Minnesota State opened the second twenty minute stanza on a power play leftover from the Budish tripping penalty and almost cashed in the first thirty ticks of the second. The man advantage came to an end without a Maverick goal keeping the deadlock on the scoreboard intact. Shots in the opening two minutes favored Minnesota State 3-0, and Minnesota seemed back on its heels defensively in the early minutes. The end to end play quickly resumed, which is what makes the Mavericks-Gophers series so fun to watch. Both teams were looking for the advantage, and Minnesota scored that goal at 3:38 when Nick Larson lit the lamp on even strength with assists from Ben Marshall and Travis Boyd. The Gophers would draw a penalty at 4:49 when Zach Budish went in the sin bin for boarding. The Minnesota State power play couldn’t lift the Mavericks off the mat, and the score remained to the advantage of the home team. Shots on the period after the power play concluded favored Minnesota State 5-3, but the Gophers kept their lead with defense playing a starring role. At 8:52, Minnesota’s Sam Warning committed an absolutely insane and manic tripping penalty giving Minnesota State their fourth power play of the night. Minnesota State would score on their man advantage at 9:28 when Jean-Paul Lafontaine scored on a drive to the net. Lafontaine was assisted by Zach Lehrke and Zach Palmquist. The goal was reviewed for a few moments, but stood when the replay was all set and done. At 11:14, coincidental penalties for roughing were called on Minnesota State’s JP Burkemper and Minnesota’s Kyle Rau while the Mavericks were assessed an additional penalty for roughing to Eriah Hayes. Minnesota would get a power play out of the fracas, and Minnesota State’s penalty kill would get the early advantage in terms of ice position. The final ten seconds would go without a Minnesota power play mark, and even strength hockey resumed at 13:14. Shots on the game through thirty-five minutes favored Minnesota State 23-16 (11-4 MSU in the period). Minnesota would get one more shot opportunity in the final five minutes, but shots favored Minnesota State 23-17 through forty minutes. That means the Mavericks outshot the Gophers 11-5 in the second stanza. At 19:59, Minnesota’s Seth Ambroz committed a stupid cross checking minor, giving Minnesota State a 1:59.7 second power play in the third period. Shots may have been 23-17 to Minnesota State, but the Mavericks were 1-5 on the power play to Minnesota’s 0-3.

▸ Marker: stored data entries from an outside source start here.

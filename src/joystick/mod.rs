//! Joystick state owner
//!
//! [`Joystick`] holds the geometry, the injected delegate and a single
//! "current session" slot. The slot owns the [`ThumbState`]; switching input
//! mode moves the thumb out of the old session, resets it to the center,
//! notifies `on_end_moving` once and hands it to the new session. No two
//! sessions can ever hold the thumb at the same time.
//!
//! | Current   | touch      | step       | tilt on          | tilt off         |
//! |-----------|------------|------------|------------------|------------------|
//! | Idle      | start      | start      | switch           | -                |
//! | Touch     | track      | ignored    | switch           | -                |
//! | Tilt      | ignored    | ignored    | -                | switch to Idle   |
//! | Step      | switch     | step       | switch           | -                |

pub mod delegate;
pub mod step;
pub mod thumb;
pub mod tilt;
pub mod touch;

#[cfg(test)]
mod tests;

use serde::Serialize;
use std::fmt;
use tracing::{debug, info, trace};

use crate::engine::{
    percentage_of_travel, Direction, JoystickGeometry, DEFAULT_DIRECTION_TOLERANCE,
};
use crate::error::JoystickError;
use crate::geometry::Point;
use crate::sensor::Acceleration;

pub use delegate::{JoystickDelegate, MovementEvent};
pub use step::{StepSession, DEFAULT_STEP_UNIT};
pub use thumb::ThumbState;
pub use tilt::{SampleOutcome, TiltSession, TiltSettings};
pub use touch::{TouchPhase, TouchSession};

/// Which input currently drives the thumb
#[derive(Debug, Clone, Copy, PartialEq, Eq, Serialize)]
#[serde(rename_all = "lowercase")]
pub enum InputMode {
    Idle,
    Touch,
    Tilt,
    Step,
}

impl fmt::Display for InputMode {
    fn fmt(&self, f: &mut fmt::Formatter<'_>) -> fmt::Result {
        f.write_str(match self {
            InputMode::Idle => "idle",
            InputMode::Touch => "touch",
            InputMode::Tilt => "tilt",
            InputMode::Step => "step",
        })
    }
}

/// Tunables that may change at any time, unlike the geometry
#[derive(Debug, Clone, Copy, PartialEq)]
pub struct JoystickSettings {
    pub direction_tolerance: f64,
    pub step_unit: f64,
    pub tilt: TiltSettings,
}

impl Default for JoystickSettings {
    fn default() -> Self {
        Self {
            direction_tolerance: DEFAULT_DIRECTION_TOLERANCE,
            step_unit: DEFAULT_STEP_UNIT,
            tilt: TiltSettings::default(),
        }
    }
}

/// Point-in-time view of the joystick
#[derive(Debug, Clone, Copy, PartialEq, Serialize)]
pub struct JoystickSnapshot {
    pub mode: InputMode,
    pub engaged: bool,
    pub thumb_center: Point,
    pub percentage: f64,
    pub geometry: JoystickGeometry,
}

#[derive(Debug)]
enum Session {
    Idle(ThumbState),
    Touch(TouchSession),
    Tilt(TiltSession),
    Step(StepSession),
}

impl Session {
    fn mode(&self) -> InputMode {
        match self {
            Session::Idle(_) => InputMode::Idle,
            Session::Touch(_) => InputMode::Touch,
            Session::Tilt(_) => InputMode::Tilt,
            Session::Step(_) => InputMode::Step,
        }
    }

    fn thumb(&self) -> &ThumbState {
        match self {
            Session::Idle(thumb) => thumb,
            Session::Touch(s) => s.thumb(),
            Session::Tilt(s) => s.thumb(),
            Session::Step(s) => s.thumb(),
        }
    }

    fn into_thumb(self) -> ThumbState {
        match self {
            Session::Idle(thumb) => thumb,
            Session::Touch(s) => s.into_thumb(),
            Session::Tilt(s) => s.into_thumb(),
            Session::Step(s) => s.into_thumb(),
        }
    }
}

pub struct Joystick<D> {
    geometry: JoystickGeometry,
    settings: JoystickSettings,
    delegate: D,
    session: Session,
}

impl<D: JoystickDelegate> Joystick<D> {
    pub fn new(geometry: JoystickGeometry, settings: JoystickSettings, delegate: D) -> Self {
        Self {
            geometry,
            settings,
            delegate,
            session: Session::Idle(ThumbState::at_rest(&geometry)),
        }
    }

    pub fn geometry(&self) -> &JoystickGeometry {
        &self.geometry
    }

    pub fn settings(&self) -> &JoystickSettings {
        &self.settings
    }

    /// Replace tolerance, step unit and tilt thresholds; applies to the next event
    pub fn set_settings(&mut self, settings: JoystickSettings) {
        self.settings = settings;
    }

    pub fn delegate(&self) -> &D {
        &self.delegate
    }

    pub fn delegate_mut(&mut self) -> &mut D {
        &mut self.delegate
    }

    pub fn mode(&self) -> InputMode {
        self.session.mode()
    }

    pub fn is_tilt_mode(&self) -> bool {
        matches!(self.session, Session::Tilt(_))
    }

    pub fn thumb_center(&self) -> Point {
        self.session.thumb().current_center()
    }

    /// Whether the thumb is currently driven away from rest (or tilt is on)
    pub fn is_engaged(&self) -> bool {
        match &self.session {
            Session::Idle(_) => false,
            Session::Touch(s) => s.phase() == TouchPhase::Tracking,
            Session::Tilt(_) => true,
            Session::Step(s) => !s.thumb().is_at_rest(&self.geometry),
        }
    }

    pub fn snapshot(&self) -> JoystickSnapshot {
        let thumb_center = self.thumb_center();
        JoystickSnapshot {
            mode: self.mode(),
            engaged: self.is_engaged(),
            thumb_center,
            percentage: percentage_of_travel(&self.geometry, thumb_center),
            geometry: self.geometry,
        }
    }

    /// Replace the geometry (e.g. after a resize)
    ///
    /// Refused while a gesture, tilt mode or a displaced step session is
    /// active. On success the thumb rests on the new center.
    pub fn configure(&mut self, geometry: JoystickGeometry) -> Result<(), JoystickError> {
        if self.is_engaged() {
            return Err(JoystickError::SessionActive(self.mode()));
        }
        self.geometry = geometry;
        self.session = Session::Idle(ThumbState::at_rest(&geometry));
        info!(
            center = %geometry.center(),
            outer_radius = geometry.outer_radius(),
            thumb_radius = geometry.thumb_radius(),
            "joystick geometry configured"
        );
        Ok(())
    }

    pub fn touch_began(&mut self, touches: &[Point]) -> Option<MovementEvent> {
        self.touch(touches)
    }

    pub fn touch_moved(&mut self, touches: &[Point]) -> Option<MovementEvent> {
        self.touch(touches)
    }

    /// Returns whether `on_end_moving` was emitted
    pub fn touch_ended(&mut self) -> bool {
        self.finish_touch()
    }

    /// Returns whether `on_end_moving` was emitted
    pub fn touch_cancelled(&mut self) -> bool {
        self.finish_touch()
    }

    fn touch(&mut self, touches: &[Point]) -> Option<MovementEvent> {
        match self.session {
            Session::Tilt(_) => {
                debug!("touch ignored while tilt mode is on");
                return None;
            }
            Session::Idle(_) => {
                let thumb = self.take_thumb();
                self.session = Session::Touch(TouchSession::new(thumb));
            }
            Session::Step(_) => self.switch_to(InputMode::Touch),
            Session::Touch(_) => {}
        }

        let Session::Touch(session) = &mut self.session else {
            return None;
        };
        session.track(
            &self.geometry,
            self.settings.direction_tolerance,
            touches,
            &mut self.delegate,
        )
    }

    fn finish_touch(&mut self) -> bool {
        let Session::Touch(session) = &mut self.session else {
            trace!("touch end without an active touch session");
            return false;
        };
        let ended = session.end(&self.geometry, &mut self.delegate);
        self.session = Session::Idle(self.take_thumb());
        ended
    }

    /// Turn tilt mode on or off; returns whether the mode changed
    ///
    /// Both directions reset the thumb and emit `on_end_moving` once. The
    /// caller owns the accelerometer and must stop it before turning tilt off.
    pub fn set_tilt_mode(&mut self, enabled: bool) -> bool {
        if enabled == self.is_tilt_mode() {
            return false;
        }
        if enabled {
            self.switch_to(InputMode::Tilt);
        } else {
            self.switch_to(InputMode::Idle);
        }
        true
    }

    /// Feed one accelerometer sample; `None` when tilt mode is off
    pub fn on_sample(&mut self, sample: Acceleration) -> Option<SampleOutcome> {
        let Session::Tilt(session) = &mut self.session else {
            trace!("accelerometer sample outside tilt mode dropped");
            return None;
        };
        Some(session.on_sample(
            &self.geometry,
            &self.settings.tilt,
            sample,
            &mut self.delegate,
        ))
    }

    /// Nudge the thumb one step; ignored while touch or tilt drives it
    pub fn step(&mut self, direction: Direction) -> Option<MovementEvent> {
        match self.session {
            Session::Tilt(_) | Session::Touch(_) => {
                debug!(mode = %self.mode(), %direction, "step ignored");
                return None;
            }
            Session::Idle(_) => {
                let thumb = self.take_thumb();
                self.session = Session::Step(StepSession::new(thumb));
            }
            Session::Step(_) => {}
        }

        let Session::Step(session) = &mut self.session else {
            return None;
        };
        session.step(
            &self.geometry,
            self.settings.step_unit,
            direction,
            &mut self.delegate,
        )
    }

    /// Put the thumb back on the center ("stop")
    ///
    /// Touch and step sessions end; tilt mode stays on. Emits
    /// `on_end_moving` only if something was engaged.
    pub fn recenter(&mut self) -> bool {
        let engaged = self.is_engaged();
        if let Session::Tilt(session) = &mut self.session {
            session.recenter(&self.geometry);
        } else {
            let mut thumb = self.take_thumb();
            thumb.reset(&self.geometry);
            self.session = Session::Idle(thumb);
        }
        if engaged {
            self.delegate.on_end_moving();
        }
        engaged
    }

    fn take_thumb(&mut self) -> ThumbState {
        let placeholder = Session::Idle(ThumbState::at_rest(&self.geometry));
        std::mem::replace(&mut self.session, placeholder).into_thumb()
    }

    fn switch_to(&mut self, mode: InputMode) {
        let from = self.mode();
        let mut thumb = self.take_thumb();
        thumb.reset(&self.geometry);
        self.delegate.on_end_moving();

        self.session = match mode {
            InputMode::Idle => Session::Idle(thumb),
            InputMode::Touch => Session::Touch(TouchSession::new(thumb)),
            InputMode::Tilt => Session::Tilt(TiltSession::new(thumb)),
            InputMode::Step => Session::Step(StepSession::new(thumb)),
        };
        info!(%from, to = %mode, "joystick input mode switched");
    }
}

The third period started just as even as the game started—only with two goals a side. Minnesota State’s 1:59.7 second power play had a great chance with an odd-man rush in the opening minute which was pushed just wide of paydirt. The rest of the Mavericks power play went up in smoke and the five on five play resumed. The first four minutes of play in the third netted two Minnesota shots, and the first penalty of the final period came when Minnesota State’s Matt Leitner was assessed a tripping penalty at 4:22. Minnesota’s power play responded at 4:51 when Erik Haula sent a laser to the net with assists from Nate Schmidt and Nick Bjugstad. That was all of twenty-nine seconds elapsed, and the Minnesota student section sure was happy that the officiating crew was calling things their way to start the third period. At forty-seven minutes overall, shots favored Minnesota State 24-21 and Minnesota was leading MSU 4-1 in the third period. Contrary to popular belief, Minnesota State’s careful puck possession was keeping them in the game at 8:40, and to only be down a goal with a full lifespan remaining in the game was a good place to be. Shots at 10:47 favored Minnesota State 26-25, but the game pace was as feverish as it had been up to that point. At 11:39, Minnesota State’s Tyler Elbrecht would go to the sin bin for a textbook “blind man could make that call” tripping penalty. Minnesota’s power play looked to take advantage on its man-up and was looking for chances in close to do so. Minnesota couldn’t take advantage with its man up, and five a side hockey resumed with six minutes to go. As we entered the final stretch, Minnesota State looked feverishly for a chance to score though Minnesota was unrelenting in nature. Speaking of unrelenting, Minnesota added an empty net mark at 19:23 as Jake Hansen scored his sixth goal of the season on an assist from Zach Budish. Each team was 1-5 at the end of the game on power plays and Minnesota outshot Minnesota State 29-28 in the victory.
Minnesota State and Minnesota meet in the 7pm finale of the series on Saturday with the game broadcast on Fox Sports North.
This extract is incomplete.